Onde esses pormenores acontecem o elenco entra para suprir as deficiências da direção. Como eu havia mencionado, o roteiro abre espaço para conflitos intelectuais, políticos e ideológicos muito ricos através de seus diálogos, e neste ponto as atuações começam a se destacar. Devo confessar que gostei de praticamente todas as atuações, mas três me chamaram mais atenção, Sasha Baron Cohen como Abbie Hoffman é um achado, hippie, meio maluco, inteligente, perspicaz e dramático na medida, Cohen consegue entregar uma performance bastante sólida. Ainda temos Yahya Abdul-Mateen II no papel de Bobby Seale que expõe a ferida aberta do racismo e o preconceito constitucional nos EUA dos anos 60 da forma mais cruel possível numa sequência revoltante na corte presidida pelo autoritário Juiz Julius Hoffman (Frank Langella), levando seu caso a ser julgado a parte dos outros sete companheiros de luta. Mark Rylance no papel do advogado William Kunstler também traz bom momentos, principalmente quando divide a tela com Frank Langella (ótimo e detestável) e Sasha Baron Cohen. 

Uma coisa que se deve deixar clara aqui é que Os 7 de Chicago, terá mais apelo para quem conhece bem ou estudou sobre a história desses eventos que ocorreram no final dos anos 60. Uma pessoa mais leiga talvez tenha dificuldade de conexão com a história e em entender completamente os conflitos.

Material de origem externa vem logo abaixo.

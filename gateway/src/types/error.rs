//! Error types for the gateway

use hyper::StatusCode;

/// Main error type for gateway operations
#[derive(Debug, thiserror::Error)]
pub enum GatewayError {
    #[error("Bad request: {0}")]
    BadRequest(String),

    #[error("Not found: {0}")]
    NotFound(String),

    #[error("Method not allowed: {0}")]
    MethodNotAllowed(String),

    #[error("Authentication error: {0}")]
    Auth(String),

    #[error("Catalog error: {0}")]
    Catalog(String),

    #[error("Configuration error: {0}")]
    Config(String),

    #[error("Internal error: {0}")]
    Internal(String),
}

impl GatewayError {
    /// Convert error to HTTP status code
    pub fn status_code(&self) -> StatusCode {
        match self {
            Self::BadRequest(_) => StatusCode::BAD_REQUEST,
            Self::NotFound(_) => StatusCode::NOT_FOUND,
            Self::MethodNotAllowed(_) => StatusCode::METHOD_NOT_ALLOWED,
            Self::Auth(_) => StatusCode::UNAUTHORIZED,
            Self::Catalog(_) => StatusCode::INTERNAL_SERVER_ERROR,
            Self::Config(_) => StatusCode::INTERNAL_SERVER_ERROR,
            Self::Internal(_) => StatusCode::INTERNAL_SERVER_ERROR,
        }
    }
}

impl From<std::io::Error> for GatewayError {
    fn from(err: std::io::Error) -> Self {
        Self::Internal(err.to_string())
    }
}

impl From<serde_json::Error> for GatewayError {
    fn from(err: serde_json::Error) -> Self {
        Self::BadRequest(format!("JSON error: {}", err))
    }
}

impl From<toml::de::Error> for GatewayError {
    fn from(err: toml::de::Error) -> Self {
        Self::Catalog(format!("TOML error: {}", err))
    }
}

impl From<hyper::Error> for GatewayError {
    fn from(err: hyper::Error) -> Self {
        Self::Internal(format!("HTTP error: {}", err))
    }
}

impl From<jsonwebtoken::errors::Error> for GatewayError {
    fn from(err: jsonwebtoken::errors::Error) -> Self {
        Self::Auth(format!("JWT error: {}", err))
    }
}

/// Result type alias for gateway operations
pub type Result<T> = std::result::Result<T, GatewayError>;

#[cfg(test)]
mod tests {
    use super::*;

    #[test]
    fn test_status_codes() {
        assert_eq!(
            GatewayError::BadRequest("x".into()).status_code(),
            StatusCode::BAD_REQUEST
        );
        assert_eq!(
            GatewayError::MethodNotAllowed("GET".into()).status_code(),
            StatusCode::METHOD_NOT_ALLOWED
        );
        assert_eq!(
            GatewayError::Catalog("empty".into()).status_code(),
            StatusCode::INTERNAL_SERVER_ERROR
        );
    }
}
//! Credential issuance and verification
//!
//! - [`CredentialIssuer`]: HS256 credentials bound to an email and product
//! - [`normalize_email`]: the email acceptance rule
//! - [`email_fingerprint`]: stable, non-reversible id for usage records

pub mod credential;

pub use credential::{CredentialCheck, CredentialClaims, CredentialIssuer};

use sha2::{Digest, Sha256};

/// Trim and accept an email address, or reject it
///
/// Accepted: exactly one `@`, a non-empty local part and a domain with a
/// dot that neither starts nor ends the domain.
pub fn normalize_email(raw: &str) -> Option<String> {
    let email = raw.trim();
    let (local, domain) = email.split_once('@')?;
    if local.is_empty() || domain.contains('@') || email.chars().any(char::is_whitespace) {
        return None;
    }
    if !domain.contains('.') || domain.starts_with('.') || domain.ends_with('.') {
        return None;
    }
    Some(email.to_string())
}

/// SHA-256 of the lowercased email, hex encoded
pub fn email_fingerprint(email: &str) -> String {
    let digest = Sha256::digest(email.trim().to_lowercase().as_bytes());
    hex::encode(digest)
}
//! Logging infrastructure for the gateway
//!
//! Usage records are JSONL lines, one per credential issue or navigation
//! event, alongside the regular `tracing` output.

pub mod usage;

pub use usage::{EventType, UsageEvent, UsageLogger};
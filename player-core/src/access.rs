//! Access gate
//!
//! Resolves whether the visitor may proceed. A credential in the page URL
//! is checked by the verification service; with no credential the gate
//! resolves to `Denied` without a remote call. While denied, an email can be
//! exchanged for a new credential, which is written back into the page URL
//! followed by a full reload.

use async_trait::async_trait;
use serde::{Deserialize, Serialize};
use tracing::{debug, info, warn};
use url::Url;

use crate::error::{PlayerError, Result};
use crate::session::{AccessState, Session};

/// Body of `POST /credential`
#[derive(Debug, Clone, PartialEq, Eq, Serialize, Deserialize)]
#[serde(rename_all = "camelCase")]
pub struct CredentialRequest {
    pub email: String,
    #[serde(default, skip_serializing_if = "Option::is_none")]
    pub product_id: Option<String>,
}

/// Response of `POST /credential`
#[derive(Debug, Clone, Default, PartialEq, Eq, Serialize, Deserialize)]
pub struct CredentialResponse {
    pub ok: bool,
    #[serde(default, skip_serializing_if = "Option::is_none")]
    pub credential: Option<String>,
}

/// Response of `GET /credential/verify`
#[derive(Debug, Clone, Default, PartialEq, Eq, Serialize, Deserialize)]
pub struct VerifyResponse {
    pub ok: bool,
}

/// Credential issuance and verification service
#[async_trait(?Send)]
pub trait AccessService {
    /// `Ok(true)` only for an affirmative answer
    async fn verify(&self, credential: &str, product_id: &str) -> Result<bool>;

    /// `Ok(None)` when the service declines to issue
    async fn issue(&self, email: &str, product_id: &str) -> Result<Option<String>>;
}

/// Full page navigation
pub trait PageNavigator {
    /// Replace the current page with `url`, reinitializing every component
    fn reload(&self, url: &Url);
}

/// Access gate over a verification/issuance service
pub struct AccessGate<'a> {
    service: &'a dyn AccessService,
}

impl<'a> AccessGate<'a> {
    pub fn new(service: &'a dyn AccessService) -> Self {
        Self { service }
    }

    /// Resolve the session to `Granted` or `Denied`
    ///
    /// Remote errors and non-affirmative answers both resolve to `Denied`.
    pub async fn resolve(&self, session: &mut Session) -> AccessState {
        let credential = match session.credential() {
            Some(c) => c.to_string(),
            None => {
                debug!("No credential in page state, gating");
                session.set_access_state(AccessState::Denied);
                return AccessState::Denied;
            }
        };

        session.set_access_state(AccessState::Verifying);

        let state = match self.service.verify(&credential, session.product_id()).await {
            Ok(true) => AccessState::Granted,
            Ok(false) => {
                info!(product_id = %session.product_id(), "Credential rejected");
                AccessState::Denied
            }
            Err(e) => {
                warn!(error = %e, "Credential verification failed, gating");
                AccessState::Denied
            }
        };

        session.set_access_state(state);
        state
    }

    /// Exchange an email for a credential and reload with it
    ///
    /// Returns the URL the page was sent to. The session itself is left
    /// untouched; the reloaded page builds a new one.
    pub async fn request_credential(
        &self,
        session: &Session,
        email: &str,
        navigator: &dyn PageNavigator,
    ) -> Result<Url> {
        let email = email.trim();
        if email.is_empty() {
            return Err(PlayerError::EmptyEmail);
        }

        let credential = self
            .service
            .issue(email, session.product_id())
            .await?
            .filter(|c| !c.is_empty())
            .ok_or(PlayerError::CredentialRefused)?;

        let url = session.url_with_credential(&credential);
        info!(product_id = %session.product_id(), "Credential issued, reloading page");
        navigator.reload(&url);
        Ok(url)
    }
}

#[cfg(test)]
mod tests {
    use super::*;
    use crate::mock::{MockAccessService, RecordingNavigator};
    use crate::session::DEFAULT_PRODUCT_ID;

    fn session(query: &str) -> Session {
        let url = Url::parse(&format!("https://ar.example.com/ar{query}")).unwrap();
        Session::from_page_url(url, DEFAULT_PRODUCT_ID)
    }

    #[tokio::test]
    async fn test_no_credential_denies_without_remote_call() {
        let service = MockAccessService::accepting();
        let gate = AccessGate::new(&service);
        let mut s = session("?productId=HOODIE123");

        assert_eq!(gate.resolve(&mut s).await, AccessState::Denied);
        assert_eq!(service.verify_calls(), 0);
    }

    #[tokio::test]
    async fn test_valid_credential_grants() {
        let service = MockAccessService::accepting();
        let gate = AccessGate::new(&service);
        let mut s = session("?productId=HOODIE123&credential=good");

        assert_eq!(gate.resolve(&mut s).await, AccessState::Granted);
        assert!(s.is_granted());
        assert_eq!(service.verify_calls(), 1);
    }

    #[tokio::test]
    async fn test_rejected_or_failing_verification_denies() {
        let rejecting = MockAccessService::rejecting();
        let mut s = session("?credential=bad");
        assert_eq!(AccessGate::new(&rejecting).resolve(&mut s).await, AccessState::Denied);

        let failing = MockAccessService::unreachable();
        let mut s = session("?credential=whatever");
        assert_eq!(AccessGate::new(&failing).resolve(&mut s).await, AccessState::Denied);
    }

    #[tokio::test]
    async fn test_request_credential_rewrites_url_and_reloads() {
        let service = MockAccessService::accepting().with_issued("minted.jwt");
        let navigator = RecordingNavigator::default();
        let gate = AccessGate::new(&service);
        let s = session("?productId=HOODIE123");

        let url = gate
            .request_credential(&s, "  a@b.com ", &navigator)
            .await
            .unwrap();

        assert_eq!(service.issued_emails(), vec!["a@b.com".to_string()]);
        assert_eq!(navigator.visits(), vec![url.clone()]);
        let reloaded = Session::from_page_url(url, DEFAULT_PRODUCT_ID);
        assert_eq!(reloaded.credential(), Some("minted.jwt"));
        assert_eq!(reloaded.product_id(), "HOODIE123");
    }

    #[tokio::test]
    async fn test_empty_email_is_rejected_locally() {
        let service = MockAccessService::accepting().with_issued("minted.jwt");
        let navigator = RecordingNavigator::default();
        let gate = AccessGate::new(&service);

        let err = gate
            .request_credential(&session(""), "   ", &navigator)
            .await
            .unwrap_err();
        assert_eq!(err, PlayerError::EmptyEmail);
        assert!(service.issued_emails().is_empty());
        assert!(navigator.visits().is_empty());
    }

    #[tokio::test]
    async fn test_refused_issue_does_not_navigate() {
        let service = MockAccessService::accepting();
        let navigator = RecordingNavigator::default();
        let gate = AccessGate::new(&service);

        let err = gate
            .request_credential(&session(""), "a@b.com", &navigator)
            .await
            .unwrap_err();
        assert_eq!(err, PlayerError::CredentialRefused);
        assert!(navigator.visits().is_empty());
    }
}
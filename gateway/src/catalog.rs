//! Playlist catalog
//!
//! Maps product ids to ordered track lists. Unknown, missing or empty
//! product ids resolve to the default product, which must exist and hold at
//! least one track.
//!
//! ## File format
//!
//! ```toml
//! [[products.HOODIE123]]
//! url = "/audio/caliph-polygamy.mp3"
//! title = "Polygamy"
//! artist = "Caliph"
//! cover = "/covers/polygamy.jpg"
//! ```

use player_core::Track;
use serde::Deserialize;
use std::collections::HashMap;
use std::path::Path;
use tracing::info;

use crate::types::{GatewayError, Result};

#[derive(Debug, Deserialize)]
struct CatalogFile {
    #[serde(default)]
    products: HashMap<String, Vec<Track>>,
}

/// Product id to track list
#[derive(Debug, Clone)]
pub struct Catalog {
    default_product: String,
    products: HashMap<String, Vec<Track>>,
}

impl Catalog {
    /// Build a catalog, checking the default product
    pub fn new(default_product: impl Into<String>, products: HashMap<String, Vec<Track>>) -> Result<Self> {
        let default_product = default_product.into();
        match products.get(&default_product) {
            None => Err(GatewayError::Catalog(format!(
                "Default product {} is not in the catalog",
                default_product
            ))),
            Some(tracks) if tracks.is_empty() => Err(GatewayError::Catalog(format!(
                "Default product {} has no tracks",
                default_product
            ))),
            Some(_) => Ok(Self {
                default_product,
                products,
            }),
        }
    }

    /// The catalog shipped with the gateway
    pub fn builtin() -> Self {
        let mut products = HashMap::new();
        products.insert(
            player_core::DEFAULT_PRODUCT_ID.to_string(),
            vec![
                Track::new(
                    "/audio/caliph-polygamy.mp3",
                    "Polygamy",
                    "Caliph",
                    "/covers/polygamy.jpg",
                ),
                Track::new(
                    "/audio/caliph-mariajulia.mp3",
                    "Maria Julia",
                    "Caliph",
                    "/covers/mariajulia.jpg",
                ),
                Track::new(
                    "https://www.soundhelix.com/examples/mp3/SoundHelix-Song-3.mp3",
                    "Demo Track",
                    "Caliph",
                    "/ui/cover-fallback.png",
                ),
            ],
        );
        Self {
            default_product: player_core::DEFAULT_PRODUCT_ID.to_string(),
            products,
        }
    }

    /// Same products, different default
    pub fn with_default(self, default_product: &str) -> Result<Self> {
        Self::new(default_product, self.products)
    }

    /// Parse a TOML catalog
    pub fn from_toml_str(source: &str, default_product: &str) -> Result<Self> {
        let file: CatalogFile = toml::from_str(source)?;
        Self::new(default_product, file.products)
    }

    /// Load a TOML catalog from disk
    pub fn load(path: &Path, default_product: &str) -> Result<Self> {
        let source = std::fs::read_to_string(path)?;
        let catalog = Self::from_toml_str(&source, default_product)?;
        info!(
            path = %path.display(),
            products = catalog.products.len(),
            "Catalog loaded"
        );
        Ok(catalog)
    }

    pub fn default_product(&self) -> &str {
        &self.default_product
    }

    pub fn product_count(&self) -> usize {
        self.products.len()
    }

    pub fn contains(&self, product_id: &str) -> bool {
        self.products.contains_key(product_id)
    }

    /// Tracks for a product, falling back to the default product
    ///
    /// Returns the product id actually served alongside its tracks.
    pub fn resolve(&self, product_id: Option<&str>) -> (&str, &[Track]) {
        let requested = product_id.map(str::trim).filter(|p| !p.is_empty());
        if let Some((id, tracks)) = requested.and_then(|p| self.products.get_key_value(p)) {
            return (id.as_str(), tracks.as_slice());
        }
        let tracks = self
            .products
            .get(&self.default_product)
            .map(Vec::as_slice)
            .unwrap_or_default();
        (self.default_product.as_str(), tracks)
    }
}
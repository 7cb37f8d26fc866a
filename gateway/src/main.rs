//! Player gateway binary

use clap::Parser;
use std::sync::Arc;
use tracing::{error, info};
use tracing_subscriber::{layer::SubscriberExt, util::SubscriberInitExt};

use player_gateway::{config::Args, server};

#[tokio::main]
async fn main() -> anyhow::Result<()> {
    // Load environment variables from .env file if present
    let _ = dotenvy::dotenv();

    let args = Args::parse();

    let log_level = args.log_level.clone();
    tracing_subscriber::registry()
        .with(
            tracing_subscriber::EnvFilter::try_from_default_env()
                .unwrap_or_else(|_| format!("player_gateway={},info", log_level).into()),
        )
        .with(tracing_subscriber::fmt::layer())
        .init();

    if let Err(e) = args.validate() {
        error!("Configuration error: {}", e);
        std::process::exit(1);
    }

    info!("======================================");
    info!("  Player Gateway");
    info!("======================================");
    info!("Node ID: {}", args.node_id);
    info!("Listen: {}", args.listen);
    info!("Mode: {}", if args.dev_mode { "DEVELOPMENT" } else { "PRODUCTION" });
    info!("Credential lifetime: {}s", args.token_expiry_seconds);
    info!("Product binding: {}", args.bind_product);
    info!(
        "Catalog: {}",
        args.catalog_path
            .as_ref()
            .map(|p| p.display().to_string())
            .unwrap_or_else(|| "built-in".to_string())
    );
    info!("Default product: {}", args.default_product_id);
    info!("======================================");

    let analytics_log_path = args.analytics_log_path.clone();
    let state = match server::AppState::new(args) {
        Ok(state) => state,
        Err(e) => {
            error!("Startup failed: {}", e);
            std::process::exit(1);
        }
    };

    if let Some(path) = analytics_log_path {
        state.usage.init_file(path).await?;
    }

    if let Err(e) = server::run(Arc::new(state)).await {
        error!("Server error: {:?}", e);
        std::process::exit(1);
    }

    Ok(())
}
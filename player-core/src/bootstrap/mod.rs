//! Asset bootstrapper
//!
//! Loads the scene engine and then the tracking extension, each from an
//! ordered list of candidate sources. [`Bootstrapper`] is a synchronous state
//! machine: it hands out [`LoadRequest`]s and consumes [`LoadReport`]s. The
//! async [`drive`] function runs it against a [`ScriptLoader`] through a
//! shared handle.
//!
//! ## Restart
//!
//! `start` may be called again at any time. It discards every
//! [`AssetLoadState`] and bumps the epoch; reports carrying an older epoch
//! are dropped, so a slow load from a previous attempt cannot advance the
//! new sequence.

mod state;

pub use state::{transition, AssetCategory, AssetLoadState, LoadEvent, LoadStatus};

use async_trait::async_trait;
use serde::{Deserialize, Serialize};
use std::cell::RefCell;
use std::rc::Rc;
use tracing::{debug, info, warn};

use crate::error::Result;

/// Engine bundle and its mirror
pub const ENGINE_SOURCES: &[&str] = &[
    "https://cdn.jsdelivr.net/npm/aframe@1.5.0/dist/aframe.min.js",
    "https://unpkg.com/aframe@1.5.0/dist/aframe.min.js",
];

/// Tracking extension bundle and its mirror
pub const TRACKING_SOURCES: &[&str] = &[
    "https://libs.zappar.com/zappar-aframe/2.2.2/zappar-aframe.js",
    "https://cdn.jsdelivr.net/npm/@zappar/zappar-aframe@2.2.2/dist/zappar-aframe.js",
];

/// Candidate sources per category
#[derive(Debug, Clone, PartialEq, Eq, Serialize, Deserialize)]
#[serde(default, rename_all = "camelCase")]
pub struct BootstrapPlan {
    pub engine_sources: Vec<String>,
    pub tracking_sources: Vec<String>,
    /// Attempts per candidate before falling back to the next one
    pub attempts_per_source: u32,
}

impl Default for BootstrapPlan {
    fn default() -> Self {
        Self {
            engine_sources: ENGINE_SOURCES.iter().map(|s| s.to_string()).collect(),
            tracking_sources: TRACKING_SOURCES.iter().map(|s| s.to_string()).collect(),
            attempts_per_source: 1,
        }
    }
}

impl BootstrapPlan {
    pub fn sources(&self, category: AssetCategory) -> &[String] {
        match category {
            AssetCategory::SceneEngine => &self.engine_sources,
            AssetCategory::TrackingExtension => &self.tracking_sources,
        }
    }
}

/// Overall bootstrap phase
#[derive(Debug, Clone, Copy, PartialEq, Eq, Serialize)]
#[serde(rename_all = "snake_case")]
pub enum BootstrapPhase {
    Idle,
    Loading,
    Ready,
    Failed,
}

/// Instruction to load one script
#[derive(Debug, Clone, PartialEq, Eq)]
pub struct LoadRequest {
    pub epoch: u64,
    pub category: AssetCategory,
    pub source_index: usize,
    pub attempt: u32,
    pub url: String,
}
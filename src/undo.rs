//! Cancellation buffer
//!
//! Single-slot holding area for the most recently cancelled line item. The
//! undo affordance is visible exactly while the slot is occupied.

use crate::items::LineItem;

/// Visibility of the undo affordance.
#[derive(Debug, Clone, Copy, PartialEq, Eq)]
pub enum UndoState {
    /// Nothing to undo.
    Hidden,

    /// A cancelled item can be restored.
    Visible,
}

/// Holds at most one cancelled line item.
#[derive(Debug, Clone, Default)]
pub struct CancellationBuffer {
    slot: Option<LineItem>,
}

impl CancellationBuffer {
    /// Stores `item`, returning whatever it displaced.
    pub fn stash(&mut self, item: LineItem) -> Option<LineItem> {
        self.slot.replace(item)
    }

    /// Takes the buffered item for restoring.
    pub fn restore(&mut self) -> Option<LineItem> {
        self.slot.take()
    }

    /// Drops the buffered item for good, returning it.
    pub fn dismiss(&mut self) -> Option<LineItem> {
        self.slot.take()
    }

    /// Returns the buffered item.
    pub fn item(&self) -> Option<&LineItem> {
        self.slot.as_ref()
    }

    /// Returns the undo affordance state.
    pub fn state(&self) -> UndoState {
        if self.slot.is_some() {
            UndoState::Visible
        } else {
            UndoState::Hidden
        }
    }
}
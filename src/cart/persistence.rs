//! Cart persistence
//!
//! Snapshots of the full line-item list are written by a single background
//! task in the order they were issued, so an older snapshot can never land
//! after a newer one.

use std::sync::Arc;

use rustc_hash::FxHashSet;
use thiserror::Error;
use tokio::{
    runtime::Handle,
    sync::{mpsc, oneshot},
    task::JoinHandle,
};
use tracing::{debug, error, instrument, warn};

use crate::{
    items::{ItemId, LineItem},
    storage::{CartStorage, StorageError},
};

/// Reasons a saved cart couldn't be used.
#[derive(Debug, Error)]
pub enum LoadError {
    /// The storage backend failed.
    #[error(transparent)]
    Storage(#[from] StorageError),

    /// The stored snapshot isn't a valid line-item list.
    #[error("saved cart is malformed: {0}")]
    Malformed(#[from] serde_json::Error),

    /// The stored snapshot lists the same item twice.
    #[error("saved cart repeats item id {0}")]
    DuplicateId(ItemId),
}

/// Serializes `items` into a snapshot blob.
///
/// # Errors
///
/// Returns a [`serde_json::Error`] if encoding fails.
pub fn encode_items(items: &[LineItem]) -> Result<String, serde_json::Error> {
    serde_json::to_string(items)
}

/// Parses a snapshot blob.
///
/// # Errors
///
/// Returns a [`serde_json::Error`] if the blob isn't a valid line-item list.
pub fn decode_items(blob: &str) -> Result<Vec<LineItem>, serde_json::Error> {
    serde_json::from_str(blob)
}

/// Reads the snapshot stored under `key`.
///
/// # Errors
///
/// Returns a [`LoadError`] if storage fails, the snapshot is malformed, or it
/// repeats an item id.
#[instrument(skip(storage))]
pub async fn load_items(
    storage: &dyn CartStorage,
    key: &str,
) -> Result<Option<Vec<LineItem>>, LoadError> {
    let Some(blob) = storage.get(key).await? else {
        return Ok(None);
    };

    let items = decode_items(&blob)?;
    let mut seen = FxHashSet::default();

    if let Some(item) = items.iter().find(|item| !seen.insert(item.id())) {
        return Err(LoadError::DuplicateId(item.id().clone()));
    }

    Ok(Some(items))
}

#[derive(Debug)]
enum SaveCommand {
    Save(String),
    Flush(oneshot::Sender<()>),
}

/// Handle to the background writer.
///
/// Without a tokio runtime there is no writer: snapshots are dropped with a
/// warning and the cart works in memory only.
#[derive(Debug)]
pub(crate) struct SaveQueue {
    sender: mpsc::UnboundedSender<SaveCommand>,
    worker: Option<JoinHandle<()>>,
}

impl SaveQueue {
    /// Spawns the writer task on the current tokio runtime, if there is one.
    pub(crate) fn spawn(storage: Arc<dyn CartStorage>, key: String) -> Self {
        let (sender, receiver) = mpsc::unbounded_channel();

        let worker = match Handle::try_current() {
            Ok(handle) => Some(handle.spawn(run_writer(storage, key, receiver))),
            Err(error) => {
                error!(%error, key = %key, "no tokio runtime; cart changes won't be saved");
                None
            }
        };

        Self { sender, worker }
    }

    /// Queues a snapshot of `items`. Empty lists are never written.
    pub(crate) fn enqueue(&self, items: &[LineItem]) {
        if items.is_empty() {
            debug!("cart is empty; skipping save");
            return;
        }

        let blob = match encode_items(items) {
            Ok(blob) => blob,
            Err(error) => {
                error!(%error, "failed to encode cart snapshot");
                return;
            }
        };

        if self.sender.send(SaveCommand::Save(blob)).is_err() {
            warn!("cart writer has stopped; snapshot dropped");
        }
    }

    /// Waits until every snapshot queued so far has been handled.
    pub(crate) async fn flush(&self) {
        let (ack, done) = oneshot::channel();

        if self.sender.send(SaveCommand::Flush(ack)).is_err() {
            warn!("cart writer has stopped; nothing to flush");
            return;
        }

        if done.await.is_err() {
            warn!("cart writer stopped before acknowledging flush");
        }
    }

    /// Drains outstanding snapshots and stops the writer.
    pub(crate) async fn close(self) {
        let Self { sender, worker } = self;

        drop(sender);

        let Some(worker) = worker else {
            return;
        };

        if let Err(error) = worker.await {
            error!(%error, "cart writer task failed");
        }
    }
}

async fn run_writer(
    storage: Arc<dyn CartStorage>,
    key: String,
    mut receiver: mpsc::UnboundedReceiver<SaveCommand>,
) {
    while let Some(command) = receiver.recv().await {
        match command {
            SaveCommand::Save(blob) => match storage.set(&key, blob).await {
                Ok(()) => debug!(key = %key, "saved cart"),
                Err(error) => error!(%error, key = %key, "failed to save cart"),
            },
            SaveCommand::Flush(ack) => {
                if ack.send(()).is_err() {
                    debug!("flush waiter went away");
                }
            }
        }
    }

    debug!(key = %key, "cart writer stopped");
}

#[cfg(test)]
mod tests {
    use testresult::TestResult;

    use crate::{fixtures::seed_items, storage::MemoryStorage};

    use super::*;

    #[test]
    fn snapshot_round_trips() -> TestResult {
        let items = seed_items();

        assert_eq!(decode_items(&encode_items(&items)?)?, items);

        Ok(())
    }

    #[tokio::test]
    async fn load_items_missing_key() -> TestResult {
        let storage = MemoryStorage::new();

        assert!(load_items(&storage, "cart_items").await?.is_none());

        Ok(())
    }

    #[tokio::test]
    async fn load_items_malformed_blob() {
        let storage = MemoryStorage::with_entry("cart_items", "{not json");

        let result = load_items(&storage, "cart_items").await;

        assert!(matches!(result, Err(LoadError::Malformed(_))));
    }

    #[tokio::test]
    async fn load_items_rejects_repeated_ids() -> TestResult {
        let mut items = seed_items();
        items.extend(seed_items().into_iter().take(1));

        let storage = MemoryStorage::with_entry("cart_items", encode_items(&items)?);

        let result = load_items(&storage, "cart_items").await;

        assert!(matches!(result, Err(LoadError::DuplicateId(id)) if id.as_str() == "1"));

        Ok(())
    }

    #[test]
    fn spawn_without_runtime_drops_snapshots() {
        let storage = MemoryStorage::new();
        let queue = SaveQueue::spawn(Arc::new(storage), "cart_items".into());

        queue.enqueue(&seed_items());

        assert!(queue.worker.is_none(), "no writer without a runtime");
    }

    #[tokio::test]
    async fn queue_writes_latest_snapshot() -> TestResult {
        let storage = MemoryStorage::new();
        let queue = SaveQueue::spawn(Arc::new(storage.clone()), "cart_items".into());
        let mut items = seed_items();

        queue.enqueue(&items);
        items.truncate(1);
        queue.enqueue(&items);
        queue.flush().await;

        let saved = storage.blob("cart_items").await.ok_or("nothing saved")?;

        assert_eq!(decode_items(&saved)?, items);

        queue.close().await;

        Ok(())
    }

    #[tokio::test]
    async fn queue_skips_empty_lists() {
        let storage = MemoryStorage::new();
        let queue = SaveQueue::spawn(Arc::new(storage.clone()), "cart_items".into());

        queue.enqueue(&[]);
        queue.close().await;

        assert!(storage.blob("cart_items").await.is_none());
    }

    #[tokio::test]
    async fn close_drains_pending_snapshots() {
        let storage = MemoryStorage::new();
        let queue = SaveQueue::spawn(Arc::new(storage.clone()), "cart_items".into());

        queue.enqueue(&seed_items());
        queue.close().await;

        assert!(storage.blob("cart_items").await.is_some());
    }
}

Porém, isso não deixa o filme menos interessante, pois ao retratar violência policial usando força bruta, abuso do sistema judiciário, política governamental para combater opositores, o longa ganha peso e autenticidade, sem falar que ao abordar as questões raciais, que aqui ganham contornos dramáticos, porém bastante atuais, a trama fica ainda mais densa e interessante de acompanhar, mesmo que as vezes não consiga aprofundar muito em alguns temas.

A segunda metade da narrativa do filme é ainda melhor, pois expõe vícios do sistema de justiça norte americano através do juiz do caso, sem falar na mão do governo sentida aqui a todo momento, querendo controlar a narrativa, tentando achar culpados a qualquer custo naqueles que possuem ideias diferentes. Os 7 de Chicago, vai se tornando ainda mais relevante à medida que você vai percebendo as injustiças cometidas em cima desses indivíduos que lutam para garantir sua liberdade de expressão, porém são sufocados por um sistema que insiste em estar certo a qualquer custo.

De uma forma geral, este longa dirigido por Aaron Sorkin tem muita a dizer, é urgente quando precisa ser, é vibrante quando precisa mostrar e é minimalista quando precisa expor o problema colocando tudo em evidência num julgamento cercado de polêmicas e discrepâncias. Os 7 de Chicago é um filme inteligente que, apesar de não ser perfeito, se torna bastante importante se comparado a quando abrimos um paralelo para nossa realidade atual e a polarização em que vivemos. Esta produção da Netflix não é só uma das melhores do ano, mas uma das mais importantes também, amparada por um roteiro inspiradíssimo, atuações de alto nível e uma edição bastante competente, temos aqui uma da obra que merece ser assistida e apreciada por aqueles que admiram o bom cinema.